Try it
Give back one number only: how many lines in the material below contain "GetOne".

[Opening Data provided section]

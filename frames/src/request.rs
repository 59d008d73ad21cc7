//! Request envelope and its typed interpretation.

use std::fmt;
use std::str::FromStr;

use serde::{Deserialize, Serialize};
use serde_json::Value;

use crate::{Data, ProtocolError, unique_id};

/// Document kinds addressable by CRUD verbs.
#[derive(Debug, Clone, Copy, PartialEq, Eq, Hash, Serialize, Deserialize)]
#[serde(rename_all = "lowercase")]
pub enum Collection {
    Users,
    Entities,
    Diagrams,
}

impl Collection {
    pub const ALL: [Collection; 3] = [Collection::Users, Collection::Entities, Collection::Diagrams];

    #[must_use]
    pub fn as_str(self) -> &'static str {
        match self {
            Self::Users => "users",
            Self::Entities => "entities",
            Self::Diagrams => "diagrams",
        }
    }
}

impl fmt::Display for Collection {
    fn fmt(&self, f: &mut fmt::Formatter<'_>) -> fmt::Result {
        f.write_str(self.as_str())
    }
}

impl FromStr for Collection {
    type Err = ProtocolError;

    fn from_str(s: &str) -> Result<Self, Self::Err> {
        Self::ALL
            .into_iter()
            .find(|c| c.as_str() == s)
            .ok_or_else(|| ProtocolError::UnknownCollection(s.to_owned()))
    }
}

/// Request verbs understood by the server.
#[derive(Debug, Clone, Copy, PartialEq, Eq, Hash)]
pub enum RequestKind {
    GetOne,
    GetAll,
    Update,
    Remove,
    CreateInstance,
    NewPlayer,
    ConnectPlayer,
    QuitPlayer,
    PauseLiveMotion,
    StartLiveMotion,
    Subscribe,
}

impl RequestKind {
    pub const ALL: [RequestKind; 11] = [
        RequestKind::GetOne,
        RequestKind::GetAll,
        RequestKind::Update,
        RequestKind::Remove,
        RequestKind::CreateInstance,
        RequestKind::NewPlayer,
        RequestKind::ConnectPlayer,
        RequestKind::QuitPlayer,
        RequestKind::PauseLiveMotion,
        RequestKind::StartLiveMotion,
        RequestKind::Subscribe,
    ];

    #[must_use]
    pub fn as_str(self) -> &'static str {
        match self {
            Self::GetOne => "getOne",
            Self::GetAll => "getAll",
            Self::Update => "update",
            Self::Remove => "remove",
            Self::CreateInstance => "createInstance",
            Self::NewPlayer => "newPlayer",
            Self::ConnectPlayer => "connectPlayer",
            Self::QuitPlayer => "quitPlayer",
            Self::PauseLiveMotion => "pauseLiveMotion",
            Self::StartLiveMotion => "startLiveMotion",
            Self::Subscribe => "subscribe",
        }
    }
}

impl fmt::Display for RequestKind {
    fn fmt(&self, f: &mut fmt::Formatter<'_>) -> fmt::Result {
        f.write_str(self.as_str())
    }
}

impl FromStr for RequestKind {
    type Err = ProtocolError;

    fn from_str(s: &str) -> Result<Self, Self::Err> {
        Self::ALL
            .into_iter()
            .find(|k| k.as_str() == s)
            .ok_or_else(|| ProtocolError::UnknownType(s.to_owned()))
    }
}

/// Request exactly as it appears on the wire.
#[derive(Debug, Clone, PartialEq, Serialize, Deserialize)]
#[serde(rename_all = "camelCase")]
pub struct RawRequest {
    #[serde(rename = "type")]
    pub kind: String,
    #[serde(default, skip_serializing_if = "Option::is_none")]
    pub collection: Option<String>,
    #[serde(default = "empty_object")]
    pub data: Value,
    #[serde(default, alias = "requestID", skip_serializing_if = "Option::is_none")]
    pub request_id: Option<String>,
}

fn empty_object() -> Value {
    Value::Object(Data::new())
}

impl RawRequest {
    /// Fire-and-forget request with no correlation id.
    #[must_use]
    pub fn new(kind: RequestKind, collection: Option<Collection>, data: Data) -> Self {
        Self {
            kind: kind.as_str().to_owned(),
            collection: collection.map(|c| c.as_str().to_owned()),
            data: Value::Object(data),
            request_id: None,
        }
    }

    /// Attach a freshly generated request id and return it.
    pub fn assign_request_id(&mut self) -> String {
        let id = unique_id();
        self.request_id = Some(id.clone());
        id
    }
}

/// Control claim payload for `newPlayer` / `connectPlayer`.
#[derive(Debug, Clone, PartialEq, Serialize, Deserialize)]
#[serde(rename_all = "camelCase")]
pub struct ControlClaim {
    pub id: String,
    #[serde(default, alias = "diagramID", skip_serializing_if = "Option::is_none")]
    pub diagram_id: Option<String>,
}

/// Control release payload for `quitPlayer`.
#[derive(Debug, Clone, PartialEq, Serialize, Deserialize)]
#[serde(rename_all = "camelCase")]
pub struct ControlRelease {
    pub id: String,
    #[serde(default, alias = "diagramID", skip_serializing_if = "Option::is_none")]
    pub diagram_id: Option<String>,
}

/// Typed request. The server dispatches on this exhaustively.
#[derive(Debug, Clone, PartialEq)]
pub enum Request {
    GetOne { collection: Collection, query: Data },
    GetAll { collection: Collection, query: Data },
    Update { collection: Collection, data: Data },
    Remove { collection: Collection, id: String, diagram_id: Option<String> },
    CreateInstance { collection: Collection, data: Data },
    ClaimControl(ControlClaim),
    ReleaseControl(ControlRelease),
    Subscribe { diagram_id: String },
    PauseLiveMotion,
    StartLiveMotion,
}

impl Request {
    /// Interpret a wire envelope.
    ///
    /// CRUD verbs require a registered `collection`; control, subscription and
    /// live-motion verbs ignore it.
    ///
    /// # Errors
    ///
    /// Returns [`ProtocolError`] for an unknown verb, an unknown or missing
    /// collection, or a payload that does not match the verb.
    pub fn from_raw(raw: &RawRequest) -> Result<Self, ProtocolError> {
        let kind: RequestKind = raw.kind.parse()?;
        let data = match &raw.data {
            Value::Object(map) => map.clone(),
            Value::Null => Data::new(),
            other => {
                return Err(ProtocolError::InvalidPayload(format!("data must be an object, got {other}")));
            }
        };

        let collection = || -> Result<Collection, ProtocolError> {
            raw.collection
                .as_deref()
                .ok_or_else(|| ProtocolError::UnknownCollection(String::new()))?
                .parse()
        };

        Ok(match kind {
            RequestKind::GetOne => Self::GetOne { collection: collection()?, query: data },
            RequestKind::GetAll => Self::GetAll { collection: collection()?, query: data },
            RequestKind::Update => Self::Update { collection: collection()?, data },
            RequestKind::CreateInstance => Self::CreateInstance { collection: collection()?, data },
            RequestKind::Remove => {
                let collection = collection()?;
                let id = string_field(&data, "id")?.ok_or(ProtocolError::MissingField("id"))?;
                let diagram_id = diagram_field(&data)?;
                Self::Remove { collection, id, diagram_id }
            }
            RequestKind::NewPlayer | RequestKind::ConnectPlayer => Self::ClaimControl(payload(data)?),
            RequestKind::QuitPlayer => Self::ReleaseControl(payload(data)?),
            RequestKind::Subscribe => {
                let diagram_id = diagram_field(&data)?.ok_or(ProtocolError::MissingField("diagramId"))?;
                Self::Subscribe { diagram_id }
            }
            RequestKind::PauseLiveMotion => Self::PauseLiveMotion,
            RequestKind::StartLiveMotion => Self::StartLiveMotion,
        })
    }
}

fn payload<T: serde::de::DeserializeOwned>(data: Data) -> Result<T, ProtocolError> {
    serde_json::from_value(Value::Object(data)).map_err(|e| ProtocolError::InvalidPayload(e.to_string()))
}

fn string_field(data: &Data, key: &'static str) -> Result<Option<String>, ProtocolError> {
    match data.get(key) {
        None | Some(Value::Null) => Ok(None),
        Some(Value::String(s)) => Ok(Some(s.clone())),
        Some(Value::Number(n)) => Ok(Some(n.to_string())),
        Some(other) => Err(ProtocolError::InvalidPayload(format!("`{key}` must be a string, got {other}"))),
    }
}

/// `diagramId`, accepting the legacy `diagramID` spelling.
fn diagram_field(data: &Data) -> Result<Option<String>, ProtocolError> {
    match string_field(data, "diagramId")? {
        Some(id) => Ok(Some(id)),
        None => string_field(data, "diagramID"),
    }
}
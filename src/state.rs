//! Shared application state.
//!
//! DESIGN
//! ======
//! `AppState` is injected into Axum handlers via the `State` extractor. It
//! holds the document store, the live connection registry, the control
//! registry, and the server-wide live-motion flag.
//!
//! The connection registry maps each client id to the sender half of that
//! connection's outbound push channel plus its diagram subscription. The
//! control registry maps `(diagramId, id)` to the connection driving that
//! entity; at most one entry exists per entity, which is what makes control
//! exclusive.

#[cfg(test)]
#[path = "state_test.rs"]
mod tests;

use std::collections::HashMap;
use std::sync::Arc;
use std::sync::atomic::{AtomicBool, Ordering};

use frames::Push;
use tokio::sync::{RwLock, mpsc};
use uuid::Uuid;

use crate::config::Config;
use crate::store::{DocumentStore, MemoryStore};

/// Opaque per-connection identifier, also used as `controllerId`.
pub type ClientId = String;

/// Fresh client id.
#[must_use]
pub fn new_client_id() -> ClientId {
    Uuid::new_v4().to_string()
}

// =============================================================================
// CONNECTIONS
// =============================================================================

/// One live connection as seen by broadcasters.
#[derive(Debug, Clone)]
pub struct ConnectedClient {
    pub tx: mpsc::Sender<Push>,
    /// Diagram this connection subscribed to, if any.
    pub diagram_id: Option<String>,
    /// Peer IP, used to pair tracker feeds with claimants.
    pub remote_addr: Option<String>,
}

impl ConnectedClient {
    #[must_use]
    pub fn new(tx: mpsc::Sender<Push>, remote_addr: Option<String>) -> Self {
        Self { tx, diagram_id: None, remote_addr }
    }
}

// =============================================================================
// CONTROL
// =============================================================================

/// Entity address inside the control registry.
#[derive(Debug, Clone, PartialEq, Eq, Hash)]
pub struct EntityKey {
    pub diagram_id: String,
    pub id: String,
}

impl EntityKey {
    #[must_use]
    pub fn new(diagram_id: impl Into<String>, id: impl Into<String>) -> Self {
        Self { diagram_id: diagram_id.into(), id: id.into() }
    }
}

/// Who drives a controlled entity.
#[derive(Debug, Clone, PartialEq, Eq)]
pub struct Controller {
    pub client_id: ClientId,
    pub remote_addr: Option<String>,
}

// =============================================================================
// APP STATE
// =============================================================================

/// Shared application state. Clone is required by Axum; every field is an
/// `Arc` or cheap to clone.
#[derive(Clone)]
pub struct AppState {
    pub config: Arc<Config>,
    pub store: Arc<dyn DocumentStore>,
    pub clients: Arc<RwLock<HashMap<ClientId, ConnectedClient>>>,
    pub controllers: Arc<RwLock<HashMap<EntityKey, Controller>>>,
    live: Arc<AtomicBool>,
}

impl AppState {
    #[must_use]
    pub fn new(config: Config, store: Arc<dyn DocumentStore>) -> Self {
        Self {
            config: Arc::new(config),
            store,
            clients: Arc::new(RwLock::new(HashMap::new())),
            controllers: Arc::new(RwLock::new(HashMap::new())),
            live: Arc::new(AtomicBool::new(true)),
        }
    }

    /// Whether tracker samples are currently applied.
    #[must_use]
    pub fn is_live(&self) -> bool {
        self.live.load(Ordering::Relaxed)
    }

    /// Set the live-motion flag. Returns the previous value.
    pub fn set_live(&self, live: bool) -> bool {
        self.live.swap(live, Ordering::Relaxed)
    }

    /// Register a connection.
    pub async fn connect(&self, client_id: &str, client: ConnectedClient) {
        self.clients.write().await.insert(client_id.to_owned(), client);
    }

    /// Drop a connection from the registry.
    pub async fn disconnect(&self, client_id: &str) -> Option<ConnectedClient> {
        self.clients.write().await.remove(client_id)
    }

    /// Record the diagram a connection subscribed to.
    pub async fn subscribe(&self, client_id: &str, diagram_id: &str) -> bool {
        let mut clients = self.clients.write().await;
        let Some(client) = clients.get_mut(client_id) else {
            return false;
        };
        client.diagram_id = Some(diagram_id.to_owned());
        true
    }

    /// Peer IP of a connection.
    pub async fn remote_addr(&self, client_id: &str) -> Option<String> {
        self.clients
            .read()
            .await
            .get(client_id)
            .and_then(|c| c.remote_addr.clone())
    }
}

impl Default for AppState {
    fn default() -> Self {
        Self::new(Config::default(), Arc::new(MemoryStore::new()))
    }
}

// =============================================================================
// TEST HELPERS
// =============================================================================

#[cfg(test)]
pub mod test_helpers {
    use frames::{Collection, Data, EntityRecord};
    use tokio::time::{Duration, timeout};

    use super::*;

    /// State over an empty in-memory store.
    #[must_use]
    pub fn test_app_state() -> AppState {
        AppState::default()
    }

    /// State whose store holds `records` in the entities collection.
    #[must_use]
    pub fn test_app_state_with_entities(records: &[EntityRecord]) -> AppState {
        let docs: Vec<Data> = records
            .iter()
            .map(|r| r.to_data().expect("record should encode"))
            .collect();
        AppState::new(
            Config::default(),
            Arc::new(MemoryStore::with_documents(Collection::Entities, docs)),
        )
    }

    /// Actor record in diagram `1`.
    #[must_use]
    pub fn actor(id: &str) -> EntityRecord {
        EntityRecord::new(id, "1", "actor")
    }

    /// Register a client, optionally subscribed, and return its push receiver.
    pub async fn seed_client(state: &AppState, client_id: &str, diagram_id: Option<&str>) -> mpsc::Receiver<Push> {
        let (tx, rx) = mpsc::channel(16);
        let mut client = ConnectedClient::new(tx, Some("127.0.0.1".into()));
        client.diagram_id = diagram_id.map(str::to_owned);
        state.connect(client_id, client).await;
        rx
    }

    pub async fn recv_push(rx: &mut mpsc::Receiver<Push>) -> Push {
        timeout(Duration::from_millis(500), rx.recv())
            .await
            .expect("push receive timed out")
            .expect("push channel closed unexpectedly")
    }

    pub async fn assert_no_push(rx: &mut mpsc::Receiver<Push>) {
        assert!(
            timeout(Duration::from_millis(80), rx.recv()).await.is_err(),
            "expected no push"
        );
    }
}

[Closing Data provided section]
[Opening Data provided section]

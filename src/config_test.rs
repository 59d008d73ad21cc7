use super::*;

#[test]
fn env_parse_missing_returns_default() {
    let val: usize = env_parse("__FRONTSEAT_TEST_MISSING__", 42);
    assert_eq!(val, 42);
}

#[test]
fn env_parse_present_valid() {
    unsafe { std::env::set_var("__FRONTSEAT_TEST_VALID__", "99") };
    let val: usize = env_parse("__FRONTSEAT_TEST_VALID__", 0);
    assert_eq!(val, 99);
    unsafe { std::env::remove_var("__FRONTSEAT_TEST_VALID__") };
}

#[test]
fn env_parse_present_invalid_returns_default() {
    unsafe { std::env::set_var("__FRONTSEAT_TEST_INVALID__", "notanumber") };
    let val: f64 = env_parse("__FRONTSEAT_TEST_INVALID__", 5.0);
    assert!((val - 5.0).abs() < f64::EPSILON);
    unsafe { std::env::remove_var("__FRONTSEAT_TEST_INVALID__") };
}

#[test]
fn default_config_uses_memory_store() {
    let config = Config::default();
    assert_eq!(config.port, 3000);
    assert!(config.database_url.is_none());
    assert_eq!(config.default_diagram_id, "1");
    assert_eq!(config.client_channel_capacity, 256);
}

[Closing Data provided section]

Reply
5